Que el tema republicano no es sólo una cuestión de izquierdas, lo demuestra
Jesús Cacho, con mucho un liberal de centro, que en este país tardofranquista,
suena casi como un radical, cuyos artículos semanales o a diario en «El
Confidencial» digital, es recomendable leer. Cacho escribía el pasado 29 de
enero que la monarquía restaurada en 1975 en la persona de Juan Carlos I se
enfrenta a una crisis que «algunos califican de terminal. Los herederos del
franquismo pactaron el otorgamiento de una Constitución, la de 1978,
delimitando el terreno de juego para sus hacedores y garantes, que, a grandes
rasgos, eran la derecha española, el Partido Socialista y los nacionalistas
catalán y vasco. El experimento, ... llevaba, sin embargo, el germen de la
destrucción en su seno». Pero además, Federico Jiménez Losantos pedía la
abdicación del monarca actual a favor de su hijo, días después. Si añadimos
el nombre de Pablo Sebastián, en otro diario digital, tenemos que analistas muy
importantes del centro y de la derecha se cuestionan el marco político actual y
el papel de la monarquía.
Por el contrario, en un diario digital, «El plural.com», se habla de la «guerra
declarada de la COPE contra la monarquía» y destaca que resulta cada día más
evidente que «la COPE dispara desde sus cañones dialécticos de grueso calibre
contra la monarquía. O dicho de otro modo, la Iglesia católica está en contra
del Rey. Su silencio es elocuente. El asunto -de una gravedad creciente- no
tiene otra explicación».
Y si a todo esto, que configura una crisis política de fondo -que se podrá
aplazar más o menos tiempo, pero que ya no tiene solución en este marco político-
añadimos que el propio entorno de Zapatero no se aclara mucho sobre su apuesta
constitucional, el guiso final puede ser macabro.

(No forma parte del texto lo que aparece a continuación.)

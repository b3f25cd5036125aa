//! Allocation of date-scoped sequential project numbers.

use crate::project::{
    domain::{Project, ProjectDomainError, ProjectNumber},
    ports::{ProjectRepository, ProjectRepositoryError},
};
use mockable::Clock;
use std::sync::Arc;
use std::time::Duration;
use thiserror::Error;

/// How many allocation attempts are made before giving up.
const MAX_ATTEMPTS: u32 = 3;

/// Base backoff between attempts; grows linearly per attempt.
const BACKOFF: Duration = Duration::from_millis(25);

/// Service-level errors for project number allocation.
#[derive(Debug, Error)]
pub enum NumberingError {
    /// Domain validation failed.
    #[error(transparent)]
    Domain(#[from] ProjectDomainError),
    /// Repository operation failed.
    #[error(transparent)]
    Repository(#[from] ProjectRepositoryError),
    /// Every allocation attempt lost the uniqueness race.
    #[error("project number sequence exhausted after {attempts} attempts")]
    SequenceExhausted {
        /// How many attempts were made.
        attempts: u32,
    },
}

/// Result type for number allocation.
pub type NumberingResult<T> = Result<T, NumberingError>;

/// Allocates `PREFIX-YYYY-MM-DD-NNN` project numbers.
///
/// `NNN` counts the numbers already allocated for the project's creation
/// day (UTC). Counting and claiming are not atomic against concurrent
/// allocators, so the claim is made through the repository's optimistic
/// write and retried with a fresh count when the number is already taken.
#[derive(Clone)]
pub struct ProjectNumberGenerator<R, C>
where
    R: ProjectRepository,
    C: Clock + Send + Sync,
{
    repository: Arc<R>,
    clock: Arc<C>,
    prefix: String,
}

impl<R, C> ProjectNumberGenerator<R, C>
where
    R: ProjectRepository,
    C: Clock + Send + Sync,
{
    /// Creates a generator with the default `PRJ` prefix.
    #[must_use]
    pub fn new(repository: Arc<R>, clock: Arc<C>) -> Self {
        Self {
            repository,
            clock,
            prefix: ProjectNumber::DEFAULT_PREFIX.to_owned(),
        }
    }

    /// Overrides the number prefix.
    #[must_use]
    pub fn with_prefix(mut self, prefix: impl Into<String>) -> Self {
        self.prefix = prefix.into();
        self
    }

    /// Allocates a number for an active, not-yet-numbered project and
    /// persists the project through the optimistic write.
    ///
    /// The passed project must already be persisted at its current version.
    /// Returns the numbered, persisted aggregate.
    ///
    /// # Errors
    ///
    /// Returns [`NumberingError::Domain`] when the project cannot receive a
    /// number, [`NumberingError::SequenceExhausted`] when every attempt lost
    /// the uniqueness race, or [`NumberingError::Repository`] for any other
    /// persistence failure.
    pub async fn allocate(&self, project: &Project) -> NumberingResult<Project> {
        let day = project.created_at().date_naive();

        for attempt in 1..=MAX_ATTEMPTS {
            let allocated = self.repository.count_numbers_on(day).await?;
            let sequence = u32::try_from(allocated.saturating_add(1))
                .map_err(|_| NumberingError::SequenceExhausted { attempts: attempt })?;
            let number = ProjectNumber::compose(&self.prefix, day, sequence)?;

            let mut candidate = project.clone();
            let expected_version = candidate.version();
            candidate.assign_number(number, &*self.clock)?;

            match self
                .repository
                .update_versioned(&candidate, expected_version)
                .await
            {
                Ok(()) => return Ok(candidate),
                Err(ProjectRepositoryError::DuplicateProjectNumber(_)) => {
                    tokio::time::sleep(BACKOFF.saturating_mul(attempt)).await;
                }
                Err(other) => return Err(NumberingError::Repository(other)),
            }
        }

        Err(NumberingError::SequenceExhausted {
            attempts: MAX_ATTEMPTS,
        })
    }
}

Cacho sostiene también que el vistoso edificio ha empezado a derrumbarse como
un castillo de naipes. «El equipo de derribo ha pasado a ser dirigido por el
propio presidente del Gobierno, cuyo entorno ideológico considera, con la vista
puesta en el retrovisor de la historia, que hay que restablecer la legalidad
constitucional surgida tras la caída de la monarquía de Alfonso XIII y la
proclamación de la II República, legalidad violada por la rebelión de Franco,
puesto que la Constitución del 78 fue apenas un revoque de fachada».

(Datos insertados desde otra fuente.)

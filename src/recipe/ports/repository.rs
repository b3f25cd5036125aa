//! Repository port for recipe and product persistence and lookup.

use crate::recipe::domain::{Product, ProductId, Recipe, RecipeId};
use async_trait::async_trait;
use std::sync::Arc;
use thiserror::Error;

/// Result type for recipe repository operations.
pub type RecipeRepositoryResult<T> = Result<T, RecipeRepositoryError>;

/// Recipe and product persistence contract.
#[async_trait]
pub trait RecipeRepository: Send + Sync {
    /// Stores a new recipe.
    ///
    /// # Errors
    ///
    /// Returns [`RecipeRepositoryError::DuplicateRecipe`] when the recipe ID
    /// already exists.
    async fn store_recipe(&self, recipe: &Recipe) -> RecipeRepositoryResult<()>;

    /// Stores a new product.
    ///
    /// # Errors
    ///
    /// Returns [`RecipeRepositoryError::DuplicateProduct`] when the product
    /// ID already exists.
    async fn store_product(&self, product: &Product) -> RecipeRepositoryResult<()>;

    /// Finds a recipe by identifier.
    ///
    /// Returns `None` when the recipe does not exist.
    async fn find_recipe(&self, id: RecipeId) -> RecipeRepositoryResult<Option<Recipe>>;

    /// Finds a product by identifier.
    ///
    /// Returns `None` when the product does not exist.
    async fn find_product(&self, id: ProductId) -> RecipeRepositoryResult<Option<Product>>;
}

/// Errors returned by recipe repository implementations.
#[derive(Debug, Clone, Error)]
pub enum RecipeRepositoryError {
    /// A recipe with the same identifier already exists.
    #[error("duplicate recipe identifier: {0}")]
    DuplicateRecipe(RecipeId),

    /// A product with the same identifier already exists.
    #[error("duplicate product identifier: {0}")]
    DuplicateProduct(ProductId),

    /// Persistence-layer failure.
    #[error("persistence error: {0}")]
    Persistence(Arc<dyn std::error::Error + Send + Sync>),
}

impl RecipeRepositoryError {
    /// Wraps a persistence error.
    pub fn persistence(err: impl std::error::Error + Send + Sync + 'static) -> Self {
        Self::Persistence(Arc::new(err))
    }
}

La crisis es un hecho real, aunque los españoles asistan a la misma expectantes
y alejados de un ruedo político cuyas claves no entienden. La aparente
prosperidad económica de los noventa ha empezado a disminuir, y eso coloca en
mayores dificultades el mantenimiento del tinglado. Un sistema convertido en un
mal ejemplo de democracia: listas cerradas, partidos clientelares, justicia
dependiente, inseguridad jurídica del ciudadano, medios de comunicación
domesticados, torturas, espionaje político, corrupción extendida y élites
empresariales acostumbradas a hacer negocios a la sombra del poder político de
turno.
Una III República puede surgir de las contradicciones del actual sistema y de
la España plural que ya es un hecho en muchas comunidades autónomas. Una nación
capaz de edificar una democracia moderna, basada en el ejercicio de los derechos
ciudadanos, y que luche contra el empleo precario, el paro, las pensiones de
miseria y un modelo económico más acorde con la Europa del siglo XXI. Una España,
en definitiva, donde pudieran convivir, en paz, todos los españoles de
derechas, de centro, o de izquierdas, y se diese una estabilidad institucional y
un panorama autonómico definido.
*Aquilino González Neira es escritor.